Peu de temps après son retour au pouvoir le mois dernier, le président Donald Trump a pardonné deux anciens policiers de Washington, DC, condamnés dans le meurtre en 2020 de Karon Hylton-Brown, 20 ans, un homme noir. Son meurtre, comme ceux de tant d’autres, avait conduit à des manifestations et des manifestations de masse cette année-là, exhortant le monde à se rappeler que « Black Lives Matter ».
Depuis près de la demi-décennie, de nombreuses personnes semblent avoir oublié l’urgence du problème. L’artiste de Lyndonville Mary Tapogna a passé son temps à se souvenir. Dans « Black Lives Matter – une série de portraits », au troisième étage de Studio Place Arts à Barre jusqu’au 1er mars, elle présente 10 monuments de mosaïque aux victimes de la police ou de vigilants à motivation raciale: George Floyd, Breonna Taylor, Ahmaond Arbery, Sandra Bland, Elijah McClain, Kendra James, Rayshard Brooks, Atatiana Jefferson, Trayvon Martin et Eric Garner.
Chacune des mosaïques de Tapogna est dans un format similaire: environ 20 par 20 pouces, avec un portrait avec du texte sur un fond principalement blanc. Les carreaux de mosaïque sont irréguliers, certains fabriqués à partir de plaques cassées, de vitraux, de billes et de coquilles, ce qui permet à la tapoogna de créer une dimension et de la profondeur, d’augmenter les zones vers le haut ou d’ajouter des reflets réfléchissants. Elle a utilisé des morceaux de miroir sur les bords de chaque pièce, ils sont donc entourés de halos de lumière.
Tapogna traite chaque portrait avec une grande révérence et une grande attention, incorporant des babioles ou des morceaux de poterie particuliers qui représentent les détails de la vie de ses sujets.
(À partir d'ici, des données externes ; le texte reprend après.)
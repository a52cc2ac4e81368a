//! Portal index listings
//!
//! The portal exposes two flat listing views: every date in ascending order,
//! and every resolution link for one date. Both render their payload as text
//! inside `font` nodes with a fixed size/face pair, capped by a `Count`
//! query parameter with no pagination behind it.

use crate::error::Result;
use crate::extract::compile;
use scraper::Html;
use url::Url;

// Listing payloads live in text nodes directly under these fonts
const LISTING_FONT: &str = r#"font[size="2"][face="Arial"]"#;
const LISTING_LINK: &str = r#"font[size="2"][face="Arial"] > a"#;

/// URL of the full ascending date listing
pub(crate) fn dates_url(base: &str, count: u32) -> String {
    format!("{base}/BetaWebFechaApAsc?OpenView&Start=1&Count={count}")
}

/// URL of the resolution listing for one date
pub(crate) fn day_url(base: &str, date: &str, count: u32) -> String {
    format!("{base}/BetaWebFechaAp?OpenView&RestrictToCategory={date}&ExpandView&Count={count}")
}

/// Extract date tokens from the date-listing document, in document order
pub(crate) fn parse_dates(html: &str) -> Result<Vec<String>> {
    let doc = Html::parse_document(html);
    let font = compile(LISTING_FONT)?;

    let mut dates = Vec::new();
    for element in doc.select(&font) {
        for child in element.children() {
            if let Some(text) = child.value().as_text() {
                dates.push(text.to_string());
            }
        }
    }
    Ok(dates)
}

/// Extract resolution URLs from a per-date listing document
///
/// Hrefs are resolved against the portal base; one that does not resolve is
/// skipped with a warning rather than failing the listing.
pub(crate) fn parse_resolution_links(html: &str, base: &Url) -> Result<Vec<String>> {
    let doc = Html::parse_document(html);
    let link = compile(LISTING_LINK)?;

    let mut urls = Vec::new();
    for anchor in doc.select(&link) {
        let Some(href) = anchor.value().attr("href") else {
            continue;
        };
        match base.join(href) {
            Ok(url) => urls.push(url.to_string()),
            Err(e) => tracing::warn!(href, error = %e, "skipping unresolvable link"),
        }
    }
    Ok(urls)
}

// unwrap/expect are acceptable in tests for concise failure-on-error assertions
#[allow(clippy::unwrap_used, clippy::expect_used)]
#[cfg(test)]
mod tests {
    use super::*;
    use crate::config::DEFAULT_BASE_URL;

    const DATE_LISTING: &str = r#"<html><body><table>
      <tr><td><font size="2" face="Arial">01.02.2023</font></td></tr>
      <tr><td><font size="2" face="Arial">02.02.2023</font></td></tr>
      <tr><td><font size="3" face="Arial">not a date</font></td></tr>
      <tr><td><font size="2" face="Times">neither</font></td></tr>
      <tr><td><font size="2" face="Arial">03.02.2023</font></td></tr>
    </table></body></html>"#;

    const DAY_LISTING: &str = r#"<html><body><table>
      <tr><td><font size="2" face="Arial"><a href="/asl/sistemas/Gestar/resoluci.nsf/res/1?OpenDocument">1/23</a></font></td></tr>
      <tr><td><font size="2" face="Arial"><a href="/asl/sistemas/Gestar/resoluci.nsf/res/2?OpenDocument">2/23</a></font></td></tr>
      <tr><td><font size="2" face="Arial">no link here</font></td></tr>
      <tr><td><font size="3" face="Arial"><a href="/ignored">nav</a></font></td></tr>
    </table></body></html>"#;

    #[test]
    fn dates_url_carries_the_count_cap() {
        assert_eq!(
            dates_url(DEFAULT_BASE_URL, 30_000),
            "http://www.montevideo.gub.uy/asl/sistemas/Gestar/resoluci.nsf/BetaWebFechaApAsc?OpenView&Start=1&Count=30000"
        );
    }

    #[test]
    fn day_url_filters_by_date() {
        assert_eq!(
            day_url(DEFAULT_BASE_URL, "01.02.2023", 500),
            "http://www.montevideo.gub.uy/asl/sistemas/Gestar/resoluci.nsf/BetaWebFechaAp?OpenView&RestrictToCategory=01.02.2023&ExpandView&Count=500"
        );
    }

    #[test]
    fn parse_dates_keeps_document_order_and_skips_other_fonts() {
        let dates = parse_dates(DATE_LISTING).unwrap();
        assert_eq!(dates, vec!["01.02.2023", "02.02.2023", "03.02.2023"]);
    }

    #[test]
    fn parse_dates_of_an_empty_document_is_empty() {
        assert!(parse_dates("<html><body></body></html>").unwrap().is_empty());
    }

    #[test]
    fn parse_links_resolves_against_the_base() {
        let base = Url::parse(DEFAULT_BASE_URL).unwrap();
        let urls = parse_resolution_links(DAY_LISTING, &base).unwrap();
        assert_eq!(
            urls,
            vec![
                "http://www.montevideo.gub.uy/asl/sistemas/Gestar/resoluci.nsf/res/1?OpenDocument",
                "http://www.montevideo.gub.uy/asl/sistemas/Gestar/resoluci.nsf/res/2?OpenDocument",
            ]
        );
    }

    #[test]
    fn root_relative_href_resolves_to_the_base_host() {
        let base = Url::parse(DEFAULT_BASE_URL).unwrap();
        let listing = r#"<font size="2" face="Arial"><a href="/foo?x=1">x</a></font>"#;
        let urls = parse_resolution_links(listing, &base).unwrap();
        assert_eq!(urls, vec!["http://www.montevideo.gub.uy/foo?x=1"]);
    }

    #[test]
    fn absolute_href_passes_through_unchanged() {
        let base = Url::parse(DEFAULT_BASE_URL).unwrap();
        let listing =
            r#"<font size="2" face="Arial"><a href="http://other.example/res">x</a></font>"#;
        let urls = parse_resolution_links(listing, &base).unwrap();
        assert_eq!(urls, vec!["http://other.example/res"]);
    }
}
Parce que Elijah McClain aimait les chats, Tapogna a travaillé des photos de ses propres félines en tuiles en verre. Le portrait de George Floyd comprend une barrette en plastique papillon – qui a déclaré que Tapogna a déclaré dans un e-mail représentait sa jeune fille – et un charme de Madonna et d’enfant pour symboliser sa relation avec sa mère. Chaque portrait contient également un papillon en bois vide, qui représente Tapogna représente l’incertitude ou le potentiel non réalisé.
Chaque mosaïque présente le nom du sujet. Le texte supplémentaire peut être subtil, tel que la phrase délicatement placée et écrite-cursive « Fuck the Police » encerclant McClain. La plupart des portraits comprennent une interprétation des circonstances qui ont conduit à chaque mort – des faits qui devraient être sans conséquence, comme « portaient un sweat à capuche » ou « n’utilisaient pas son signal de virage ».
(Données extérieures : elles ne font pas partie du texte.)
//! Structural extraction of resolution records
//!
//! Every resolution on the portal is rendered through one fixed Domino
//! template; the selector table below addresses that template by position.
//! A selector that no longer matches yields an empty field rather than an
//! error; schema drift degrades silently, and only undecodable bytes are a
//! hard failure.

use crate::error::{Error, Result};
use crate::types::{Author, Resolution};
use scraper::{ElementRef, Html, Selector};

// The original template nests everything under a single cell marked with
// this class. html5ever inserts tbody between table and tr, so positional
// paths go through it even though the source markup carries none.
const RESOLUTION_NUMBER: FieldSpec = FieldSpec {
    css: "td.CuerpoResol > table:nth-of-type(1) > tbody > tr:nth-of-type(1) > td:nth-of-type(1) > b:nth-of-type(2) > font",
    mode: TextMode::Shallow,
    normalize: false,
};
const FILE_ID: FieldSpec = FieldSpec {
    css: "td.CuerpoResol > table:nth-of-type(1) > tbody > tr:nth-of-type(1) > td:nth-of-type(2) > div > b",
    mode: TextMode::Deep,
    normalize: false,
};
const APPROVAL_DATE: FieldSpec = FieldSpec {
    css: "td.CuerpoResol > table:nth-of-type(1) > tbody > tr:nth-of-type(2) > td:nth-of-type(2) > div > b",
    mode: TextMode::Deep,
    normalize: false,
};
const CATEGORY: FieldSpec = FieldSpec {
    css: "td.CuerpoResol > table:nth-of-type(1) > tbody > tr:nth-of-type(2) > td:nth-of-type(1) > b:nth-of-type(1) > font",
    mode: TextMode::Shallow,
    normalize: true,
};
const SUBCATEGORY: FieldSpec = FieldSpec {
    css: "td.CuerpoResol > b:nth-of-type(1)",
    mode: TextMode::Deep,
    normalize: true,
};
const SUMMARY: FieldSpec = FieldSpec {
    css: "td.CuerpoResol > b:nth-of-type(2)",
    mode: TextMode::Deep,
    normalize: true,
};
const CONTENT: FieldSpec = FieldSpec {
    css: "td.CuerpoResol > table:nth-of-type(3) > tbody > tr:nth-of-type(1)",
    mode: TextMode::Deep,
    normalize: true,
};

// Signature rows: everything at or after the second row of the content table
const AUTHOR_ROWS: &str = "td.CuerpoResol > table:nth-of-type(3) > tbody > tr:nth-of-type(n+2)";
const AUTHOR_FONT: &str = "font";

/// How text is gathered from a matched element
#[derive(Clone, Copy, Debug, PartialEq, Eq)]
enum TextMode {
    /// Direct text-node children only
    Shallow,
    /// Every descendant text node
    Deep,
}

/// One entry of the field table: where a field's text lives and how to treat it
struct FieldSpec {
    css: &'static str,
    mode: TextMode,
    normalize: bool,
}

/// A [`FieldSpec`] with its selector compiled
struct CompiledField {
    selector: Selector,
    mode: TextMode,
    normalize: bool,
}

impl CompiledField {
    fn compile(spec: &FieldSpec) -> Result<Self> {
        Ok(Self {
            selector: compile(spec.css)?,
            mode: spec.mode,
            normalize: spec.normalize,
        })
    }

    /// Concatenate the text of every match, in document order
    fn read(&self, doc: &Html) -> String {
        let mut out = String::new();
        for element in doc.select(&self.selector) {
            match self.mode {
                TextMode::Shallow => out.push_str(&shallow_text(element)),
                TextMode::Deep => {
                    for text in element.text() {
                        out.push_str(text);
                    }
                }
            }
        }
        if self.normalize {
            normalize_whitespace(&out)
        } else {
            out
        }
    }
}

/// Record extractor over the portal's fixed document template
pub struct Extractor {
    resolution_number: CompiledField,
    file_id: CompiledField,
    approval_date: CompiledField,
    category: CompiledField,
    subcategory: CompiledField,
    summary: CompiledField,
    content: CompiledField,
    author_rows: Selector,
    author_font: Selector,
}

impl Extractor {
    /// Compile the selector table
    pub fn new() -> Result<Self> {
        Ok(Self {
            resolution_number: CompiledField::compile(&RESOLUTION_NUMBER)?,
            file_id: CompiledField::compile(&FILE_ID)?,
            approval_date: CompiledField::compile(&APPROVAL_DATE)?,
            category: CompiledField::compile(&CATEGORY)?,
            subcategory: CompiledField::compile(&SUBCATEGORY)?,
            summary: CompiledField::compile(&SUMMARY)?,
            content: CompiledField::compile(&CONTENT)?,
            author_rows: compile(AUTHOR_ROWS)?,
            author_font: compile(AUTHOR_FONT)?,
        })
    }

    /// Extract one resolution record from a fetched document
    ///
    /// Returns [`Error::Parse`] only for bytes that are not valid UTF-8; a
    /// document the lenient HTML parser accepts always produces a record,
    /// with empty strings for anything the selectors fail to find.
    pub fn extract(
        &self,
        url: &str,
        bytes: &[u8],
        date: &str,
        include_html: bool,
    ) -> Result<Resolution> {
        let text = decode_document(url, bytes)?;
        let doc = Html::parse_document(text);

        Ok(Resolution {
            approval_date: self.approval_date.read(&doc),
            authors: self.authors(&doc),
            category: self.category.read(&doc),
            content: self.content.read(&doc),
            date: date.to_string(),
            file_id: self.file_id.read(&doc),
            html: include_html.then(|| doc.root_element().html()),
            resolution_number: self.resolution_number.read(&doc),
            subcategory: self.subcategory.read(&doc),
            summary: self.summary.read(&doc),
            url: url.to_string(),
        })
    }

    /// Extract the signature rows
    ///
    /// Rows whose full rendered text is blank are skipped (the template pads
    /// the table with empty rows). For the rest, the name comes from the
    /// first font descendant and the job title from all subsequent ones; the
    /// trailing "," and ".-" the portal always emits are removed by blindly
    /// dropping the last one and two characters respectively.
    fn authors(&self, doc: &Html) -> Vec<Author> {
        let mut authors = Vec::new();
        for row in doc.select(&self.author_rows) {
            if row.text().all(|t| t.trim().is_empty()) {
                continue;
            }

            let mut fonts = row.select(&self.author_font);
            let name = fonts.next().map(shallow_text).unwrap_or_default();
            let mut job_title = String::new();
            for font in fonts {
                job_title.push_str(&shallow_text(font));
            }

            authors.push(Author {
                job_title: drop_last_chars(job_title.trim(), 2).to_string(),
                name: drop_last_chars(name.trim(), 1).to_string(),
            });
        }
        authors
    }
}

/// Compile a CSS selector, surfacing failures as [`Error::Selector`]
pub(crate) fn compile(css: &str) -> Result<Selector> {
    Selector::parse(css).map_err(|e| Error::Selector {
        selector: css.to_string(),
        reason: e.to_string(),
    })
}

/// Decode fetched bytes, surfacing invalid UTF-8 as [`Error::Parse`]
pub(crate) fn decode_document<'a>(url: &str, bytes: &'a [u8]) -> Result<&'a str> {
    std::str::from_utf8(bytes).map_err(|e| Error::Parse {
        url: url.to_string(),
        reason: e.to_string(),
    })
}

/// Concatenate the direct text-node children of an element
fn shallow_text(element: ElementRef<'_>) -> String {
    let mut out = String::new();
    for child in element.children() {
        if let Some(text) = child.value().as_text() {
            out.push_str(text);
        }
    }
    out
}

/// Collapse every run of whitespace to a single space and trim the ends
fn normalize_whitespace(text: &str) -> String {
    text.split_whitespace().collect::<Vec<_>>().join(" ")
}

/// Drop the last `n` characters, saturating at the empty string
///
/// Character-aware, not byte-aware: author names end in non-ASCII often
/// enough that byte slicing would split a code point.
fn drop_last_chars(s: &str, n: usize) -> &str {
    if n == 0 {
        return s;
    }
    match s.char_indices().rev().nth(n - 1) {
        Some((idx, _)) => &s[..idx],
        None => "",
    }
}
Le texte du mur à côté de chaque pièce ne discute pas de la mort de l’individu. Au lieu de cela, Tapogna l’utilise pour offrir des détails humanisants qui remplissent chaque portrait: Sarah Bland a obtenu une bourse de fanfare; Eric Garner était horticole; À 9 ans, Trayvon Martin a sauvé son père d’un incendie.
Les portraits ont un impact: leur poids physique et leur présence sont un aspect important de l’œuvre qui ne fait que la visualisation en personne. Tapogna a travaillé à partir de photos qui étaient éphémères en ligne et à des manifestations. Bien que les téléspectateurs aient peut-être fait passer au-delà de ces mêmes images, ils ont de la solidité et de la gravité lorsqu’ils sont engagés dans un support aussi permanent.
Voir les œuvres de différentes distances est également crucial. Sous le mauvais angle, ils peuvent être difficiles à analyser; De près, ce sont des éclats de quelque chose de beau, incompréhensiblement brisé. Plus vous vous tenez loin, plus ils se résolvent dans les ressemblances des gens ordinaires dont la vie et les héritages comptent toujours.